2025 Can Suck It

On top of gestures wildly at everything, this year has kinda blown for me.

I developed dry eyes. I’m in pain about 80% of the day, and my eyes have a reading and screen time limit of about 9 hours a day. I work from home, so I spend my entire day looking at screens. I love to read, but it’s incredibly painful to do it- I’ve only read two books this year, as a result.

Our dog, Roxy, went in for dental surgery. She became progressively paralyzed, and we had to have her put to sleep less than a week later.

My wife lost her job about four months ago. Despite her 30 years of experience as an accountant/bookkeeper, she’s had no luck finding anything else. She’s had a few nibbles, but they always seem to “go another way”. Unfortunately, we’re here in Canada on her closed work permit, which expires next November. If she doesn’t get a job and renew her work permit, we’ll have to move back to the US.

Which brings us to the topic of staying in Canada. We applied for Permanent Resident status back in March. At that time, the wait time for processing was about 8 months. Sometime since then, the estimate has increased to 22 months. We have no idea where we are in the process.

And then this morning. My son called me up from Austin, where he lives. He led with, “First of all, I’m okay…” He apparently had a heart attack last night, at age 38. He doesn’t have insurance, or a steady job- he’s been living off of his mother. He had stents put in, and now he’s going to be going onto roughly the same pill regimen I’ve been using this year. I can’t even realistically get down to Texas to see him.

So yeah, I’m so incredibly ready for this year to be over. It’s been the longest decade of my life.

Feel free to include your own rants about this fuckin’ year.

I’m very sorry.

2025 hasn’t been my worst year.

I wish I could say 2026 looks like it’ll be a better year, but I don’t see any signs that things will improve. With a delusional US president anxious to start a war with Venezuela, and the cost of everything getting higher each day, I’m seriously thinking about heading off to some other country where people actually trust their government.
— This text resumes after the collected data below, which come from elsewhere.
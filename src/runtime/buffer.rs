//! Dual-residency sample storage
//!
//! [`AcceleratorBuffer`] keeps a host copy of its elements and, when attached to
//! a [`Device`], an optional device mirror. Each side is either current or
//! stale:
//!
//! - `mark_modified_from_cpu()` / `mark_modified_from_gpu()` make one side
//!   authoritative and the other stale. No data moves at that point.
//! - `prepare_for_cpu_access()` / `prepare_for_gpu_access()` copy from the
//!   authoritative side only when the requested side is stale, so calling them
//!   repeatedly costs nothing.
//!
//! Host mutators (`resize`, `push`, `as_mut_slice`, ...) operate on the host
//! copy. The writer calls `mark_modified_from_cpu()` when done.

use super::device::{Device, DeviceReservation};
use super::errors::BufferError;
use std::fmt;
use std::sync::Arc;
use tracing::trace;

/// Element types that can live in an [`AcceleratorBuffer`]
pub trait SampleType: Copy + Default + Send + Sync + 'static {}

impl<T: Copy + Default + Send + Sync + 'static> SampleType for T {}

/// Side of a buffer that holds the newest data
#[derive(Debug, Clone, Copy, PartialEq, Eq)]
pub enum Residency {
    /// Both copies agree (or there is no device mirror and the host is current)
    Synced,
    /// Host copy is newest; device copy is stale
    Cpu,
    /// Device copy is newest; host copy is stale
    Gpu,
}

/// Number of copies performed in each direction
#[derive(Debug, Clone, Copy, Default, PartialEq, Eq)]
pub struct TransferStats {
    pub host_to_device: u64,
    pub device_to_host: u64,
}

struct DeviceMirror<T> {
    data: Vec<T>,
    _reservation: DeviceReservation,
}

/// Sample array with a host copy and an optional accelerator mirror
pub struct AcceleratorBuffer<T> {
    host: Vec<T>,
    mirror: Option<DeviceMirror<T>>,
    device: Option<Arc<Device>>,
    cpu_current: bool,
    gpu_current: bool,
    stats: TransferStats,
}

impl<T: SampleType> AcceleratorBuffer<T> {
    /// Create a host-only buffer
    pub fn new() -> Self {
        Self {
            host: Vec::new(),
            mirror: None,
            device: None,
            cpu_current: true,
            gpu_current: false,
            stats: TransferStats::default(),
        }
    }

    /// Create a buffer that can be mirrored onto `device`
    pub fn on_device(device: Arc<Device>) -> Self {
        Self {
            device: Some(device),
            ..Self::new()
        }
    }

    /// Host-only buffer initialized from a slice
    pub fn from_slice(values: &[T]) -> Self {
        let mut buffer = Self::new();
        buffer.host.extend_from_slice(values);
        buffer
    }

    /// Attach `device` if the buffer was created host-only
    pub fn ensure_device(&mut self, device: &Arc<Device>) {
        if self.device.is_none() {
            self.device = Some(Arc::clone(device));
        }
    }

    pub fn device(&self) -> Option<&Arc<Device>> {
        self.device.as_ref()
    }

    pub fn len(&self) -> usize {
        self.host.len()
    }

    pub fn is_empty(&self) -> bool {
        self.host.is_empty()
    }

    pub fn capacity(&self) -> usize {
        self.host.capacity()
    }

    /// Which side currently holds the newest data
    pub fn residency(&self) -> Residency {
        match (self.cpu_current, self.gpu_current) {
            (true, false) if self.mirror.is_some() => Residency::Cpu,
            (false, true) => Residency::Gpu,
            _ => Residency::Synced,
        }
    }

    pub fn is_cpu_current(&self) -> bool {
        self.cpu_current
    }

    pub fn is_gpu_current(&self) -> bool {
        self.gpu_current
    }

    pub fn transfer_stats(&self) -> TransferStats {
        self.stats
    }

    /// Bytes currently held in device memory by this buffer
    pub fn device_bytes(&self) -> usize {
        self.mirror.as_ref().map_or(0, |m| m.data.len() * size_of::<T>())
    }

    /// Make the host copy current, pulling from the device if it is stale
    pub fn prepare_for_cpu_access(&mut self) {
        if self.cpu_current {
            return;
        }
        if let Some(mirror) = &self.mirror {
            self.host.clear();
            self.host.extend_from_slice(&mirror.data);
            self.stats.device_to_host += 1;
            trace!("Buffer pulled {} elements from device", self.host.len());
        }
        self.cpu_current = true;
    }

    /// Make the device copy current, allocating the mirror and pushing host
    /// data if needed
    pub fn prepare_for_gpu_access(&mut self) -> Result<(), BufferError> {
        let device = Arc::clone(self.device.as_ref().ok_or(BufferError::NoDevice)?);

        let mirror_fits = self
            .mirror
            .as_ref()
            .is_some_and(|m| m.data.len() == self.host.len());
        if !mirror_fits {
            if !self.cpu_current {
                // The mirror holds the only current data but has the wrong
                // shape; that can't happen through the public API.
                self.prepare_for_cpu_access();
            }
            // Release the old block before charging the new one
            self.mirror = None;
            self.gpu_current = false;
            let reservation = device.reserve(self.host.len() * size_of::<T>())?;
            self.mirror = Some(DeviceMirror {
                data: vec![T::default(); self.host.len()],
                _reservation: reservation,
            });
        }

        if !self.gpu_current {
            if let Some(mirror) = &mut self.mirror {
                mirror.data.copy_from_slice(&self.host);
                self.stats.host_to_device += 1;
                trace!("Buffer pushed {} elements to device", self.host.len());
            }
            self.gpu_current = true;
        }
        Ok(())
    }

    /// Host copy now holds the newest data
    pub fn mark_modified_from_cpu(&mut self) {
        self.cpu_current = true;
        self.gpu_current = false;
    }

    /// Device copy now holds the newest data
    pub fn mark_modified_from_gpu(&mut self) {
        if self.mirror.is_none() {
            return;
        }
        self.gpu_current = true;
        self.cpu_current = false;
    }

    /// Drop the device mirror, pulling its data back first if it is the only
    /// current copy
    pub fn free_device_memory(&mut self) {
        self.prepare_for_cpu_access();
        self.mirror = None;
        self.gpu_current = false;
    }

    /// Resize the host copy. Authority moves to the host.
    pub fn resize(&mut self, len: usize) {
        self.prepare_for_cpu_access();
        self.host.resize(len, T::default());
        self.mark_modified_from_cpu();
    }

    pub fn reserve(&mut self, additional: usize) {
        self.host.reserve(additional);
    }

    /// Remove all elements. Authority moves to the host.
    pub fn clear(&mut self) {
        self.host.clear();
        self.mark_modified_from_cpu();
    }

    pub fn push(&mut self, value: T) {
        self.prepare_for_cpu_access();
        self.host.push(value);
        self.mark_modified_from_cpu();
    }

    pub fn extend_from_slice(&mut self, values: &[T]) {
        self.prepare_for_cpu_access();
        self.host.extend_from_slice(values);
        self.mark_modified_from_cpu();
    }

    /// Replace the contents with a copy of `other`'s current data.
    ///
    /// Reads the device mirror directly when that side is authoritative, so
    /// `other` needs no staging.
    pub fn copy_from(&mut self, other: &AcceleratorBuffer<T>) {
        self.host.clear();
        self.host.extend_from_slice(other.current_data());
        self.mark_modified_from_cpu();
    }

    /// Whichever copy is authoritative
    fn current_data(&self) -> &[T] {
        match (&self.mirror, self.cpu_current) {
            (Some(mirror), false) => mirror.data.as_slice(),
            _ => self.host.as_slice(),
        }
    }

    /// Host view. Only meaningful after `prepare_for_cpu_access()`.
    pub fn as_slice(&self) -> &[T] {
        &self.host
    }

    /// Mutable host view. Call `mark_modified_from_cpu()` after writing.
    pub fn as_mut_slice(&mut self) -> &mut [T] {
        &mut self.host
    }

    pub fn get(&self, index: usize) -> Option<T> {
        self.host.get(index).copied()
    }

    pub fn iter(&self) -> std::slice::Iter<'_, T> {
        self.host.iter()
    }

    /// Device view, if a mirror exists
    pub fn device_slice(&self) -> Option<&[T]> {
        self.mirror.as_ref().map(|m| m.data.as_slice())
    }

    /// Mutable device view. Call `mark_modified_from_gpu()` after the
    /// submission that writes it has completed.
    pub fn device_slice_mut(&mut self) -> Option<&mut [T]> {
        self.mirror.as_mut().map(|m| m.data.as_mut_slice())
    }
}

impl<T: SampleType> Default for AcceleratorBuffer<T> {
    fn default() -> Self {
        Self::new()
    }
}

impl<T: SampleType> Clone for AcceleratorBuffer<T> {
    /// Clones the current data into a host-resident buffer on the same device
    fn clone(&self) -> Self {
        Self {
            host: self.current_data().to_vec(),
            mirror: None,
            device: self.device.clone(),
            cpu_current: true,
            gpu_current: false,
            stats: TransferStats::default(),
        }
    }
}

impl<T> std::ops::Index<usize> for AcceleratorBuffer<T> {
    type Output = T;

    fn index(&self, index: usize) -> &T {
        &self.host[index]
    }
}

impl<T> std::ops::IndexMut<usize> for AcceleratorBuffer<T> {
    fn index_mut(&mut self, index: usize) -> &mut T {
        &mut self.host[index]
    }
}

impl<T: SampleType + fmt::Debug> fmt::Debug for AcceleratorBuffer<T> {
    fn fmt(&self, f: &mut fmt::Formatter) -> fmt::Result {
        f.debug_struct("AcceleratorBuffer")
            .field("len", &self.host.len())
            .field("residency", &self.residency())
            .field("device_bytes", &self.device_bytes())
            .finish()
    }
}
Unfortunately, it would cost every cent I had to leave the US and settle somewhere else, so I’m stuck here for at least another year.

Lost my job, lost nearly all savings, two car collisions. I did get a new job so I have that good at least.
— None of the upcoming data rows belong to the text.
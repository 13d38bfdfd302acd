//! Output streams and the descriptors that connect them
//!
//! A [`Stream`] is one named output socket of a node and exclusively owns the
//! waveform currently published on it. A [`StreamDescriptor`] names a stream
//! by `(owner node, index)` and is used as the endpoint of a graph edge.

use super::buffer::SampleType;
use super::node::NodeHandle;
use super::units::Unit;
use super::waveform::{SparseWaveform, UniformWaveform, Waveform};
use std::fmt;
use std::ops::BitOr;
use std::sync::Arc;

/// Kind of data carried by a stream
#[derive(Debug, Clone, Copy, PartialEq, Eq, Hash)]
pub enum StreamType {
    Analog,
    /// Single value per acquisition, held in [`Stream::scalar_value`]
    AnalogScalar,
    Digital,
    Eye,
    Complex,
}

/// Display and processing hints attached to a stream
#[derive(Debug, Clone, Copy, PartialEq, Eq, Hash, Default)]
pub struct StreamFlags(u8);

impl StreamFlags {
    pub const NONE: StreamFlags = StreamFlags(0);
    /// Samples are discrete symbols; never interpolate between them
    pub const DO_NOT_INTERPOLATE: StreamFlags = StreamFlags(1);
    /// Hidden unless explicitly requested
    pub const INFREQUENTLY_USED: StreamFlags = StreamFlags(2);
    /// Render filled down to the axis
    pub const FILL_UNDER: StreamFlags = StreamFlags(4);

    pub fn contains(self, other: StreamFlags) -> bool {
        self.0 & other.0 == other.0
    }

    pub fn bits(self) -> u8 {
        self.0
    }
}

impl BitOr for StreamFlags {
    type Output = StreamFlags;

    fn bitor(self, rhs: StreamFlags) -> StreamFlags {
        StreamFlags(self.0 | rhs.0)
    }
}

/// Named output socket of a node
pub struct Stream {
    name: String,
    unit: Unit,
    stream_type: StreamType,
    flags: StreamFlags,
    waveform: Option<Box<dyn Waveform>>,
    scalar: f64,
}

impl Stream {
    pub fn new(name: impl Into<String>, unit: Unit, stream_type: StreamType) -> Self {
        Self {
            name: name.into(),
            unit,
            stream_type,
            flags: StreamFlags::NONE,
            waveform: None,
            scalar: 0.0,
        }
    }

    pub fn with_flags(mut self, flags: StreamFlags) -> Self {
        self.flags = flags;
        self
    }

    pub fn name(&self) -> &str {
        &self.name
    }

    pub fn unit(&self) -> Unit {
        self.unit
    }

    pub fn stream_type(&self) -> StreamType {
        self.stream_type
    }

    pub fn flags(&self) -> StreamFlags {
        self.flags
    }

    pub fn waveform(&self) -> Option<&(dyn Waveform + 'static)> {
        self.waveform.as_deref()
    }

    pub fn waveform_mut(&mut self) -> Option<&mut (dyn Waveform + 'static)> {
        self.waveform.as_deref_mut()
    }

    /// True when a waveform is published, even a zero-length one
    pub fn has_data(&self) -> bool {
        self.waveform.is_some()
    }

    /// Publish `waveform`, returning the one it replaces
    pub fn set_waveform(&mut self, waveform: Box<dyn Waveform>) -> Option<Box<dyn Waveform>> {
        self.waveform.replace(waveform)
    }

    pub fn take_waveform(&mut self) -> Option<Box<dyn Waveform>> {
        self.waveform.take()
    }

    /// Take the current waveform if it is a `W`, for reuse as the next output.
    ///
    /// A waveform of any other type is dropped and `None` returned.
    pub fn take_waveform_as<W: Waveform>(&mut self) -> Option<Box<W>> {
        self.waveform.take()?.into_any().downcast::<W>().ok()
    }

    /// Drop the current waveform; the stream then carries no data
    pub fn clear(&mut self) {
        self.waveform = None;
    }

    pub fn uniform<T: SampleType>(&self) -> Option<&UniformWaveform<T>> {
        self.waveform()?.as_uniform()
    }

    pub fn sparse<T: SampleType>(&self) -> Option<&SparseWaveform<T>> {
        self.waveform()?.as_sparse()
    }

    pub fn scalar_value(&self) -> f64 {
        self.scalar
    }

    pub fn set_scalar_value(&mut self, value: f64) {
        self.scalar = value;
    }
}

impl fmt::Debug for Stream {
    fn fmt(&self, f: &mut fmt::Formatter) -> fmt::Result {
        f.debug_struct("Stream")
            .field("name", &self.name)
            .field("unit", &self.unit)
            .field("type", &self.stream_type)
            .field("waveform", &self.waveform)
            .finish()
    }
}

/// Edge endpoint: stream `index` of `node`.
///
/// A descriptor without an owner, or whose index is out of range, is floating.
/// Consumers treat a floating input as "no data".
#[derive(Clone, Default)]
pub struct StreamDescriptor {
    node: Option<NodeHandle>,
    index: usize,
}

impl StreamDescriptor {
    pub fn new(node: &NodeHandle, index: usize) -> Self {
        Self {
            node: Some(Arc::clone(node)),
            index,
        }
    }

    /// Unconnected input
    pub fn floating() -> Self {
        Self::default()
    }

    pub fn node(&self) -> Option<&NodeHandle> {
        self.node.as_ref()
    }

    pub fn index(&self) -> usize {
        self.index
    }

    /// True when there is no owner or the owner has no stream at `index`
    pub fn is_floating(&self) -> bool {
        self.stream_type().is_none()
    }

    /// Type of the referenced stream, if it exists
    pub fn stream_type(&self) -> Option<StreamType> {
        self.with_stream(Stream::stream_type)
    }

    pub fn y_axis_unit(&self) -> Option<Unit> {
        self.with_stream(Stream::unit)
    }

    /// Run `f` against the referenced stream under its owner's read lock
    pub fn with_stream<R>(&self, f: impl FnOnce(&Stream) -> R) -> Option<R> {
        let node = self.node.as_ref()?;
        node.streams().get(self.index).map(f)
    }
}

impl PartialEq for StreamDescriptor {
    fn eq(&self, other: &Self) -> bool {
        let same_node = match (&self.node, &other.node) {
            (Some(a), Some(b)) => Arc::ptr_eq(a, b),
            (None, None) => true,
            _ => false,
        };
        same_node && self.index == other.index
    }
}

impl fmt::Debug for StreamDescriptor {
    fn fmt(&self, f: &mut fmt::Formatter) -> fmt::Result {
        match &self.node {
            Some(node) => write!(f, "{}.{}", node.name(), self.index),
            None => write!(f, "<floating>"),
        }
    }
}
I work for a large defense company, and in February my contract ended abruptly due to some really bad timing and an Executive Order. Very luckily, (a) I was never laid off, because I was able to pivot to short-term proposal support, and (b) I found a new (and better) job within my company that started four weeks after the previous one ended. Still, that was a pretty crappy and tense month.

In August, my uncle died. He was 88 and had been declining after a decades-long battle with prostate cancer, but the end was a bit sudden.

In September, my dog died. She was 17, and I’d had her since she was 3 months old. She’d been having “old dog” degenerative arthritis and muscle weakness issues, and in August she didn’t rebound from a bout of GI distress and starting rapidly losing weight. Testing – while I was out of town at my uncle’s funeral – revealed that one kidney had shut down and that she had inflammatory bowel syndrome. She didn’t like the prescription food and was clearly becoming increasingly uncomfortable, so I made the impossible decision to let her go. I’m still grieving pretty actively.

Last month, an extended vacation/trip to NJ was cut short when I hit a massive hole on I-78 on the way north: the result was a shredded tire and a stressful and unexpected overnight stay in Allentown, PA, followed by the other 3 tires also being replaced before I drove home. I still got to spend some time with family (including my widowed aunt), which was great, but I spent much more time dealing with the car. Not much of a break at all.

Yeah…2025 can bite me.

We started kindergarten this year. We had very high hopes. They are in the basement now.

My substantial support needs autistic boy appears to have severe ADHD, the school is failing him, I don’t know what they should be doing instead. Rather than acknowledge that they misjudged the extent of his disability they are super tempted right now to slap him with a “bad kid” label and blame the parents and it all fucking sucks. I’m not a praying person but it’s sorely tempting because I have no idea what to do.

Don’t even get me started on the dumpster fire at work thanks to Donald fucking Trump. It’s a wonderful year to be a nonprofit. We’re half a million in the hole and it’s 25% my job to fix it (Or 50%, depending how you do the math. We’re 50% grant funded.) It’s so much pressure.

We’ve had some great things happen but I’d trade them all for my boy to be successful and happy in school.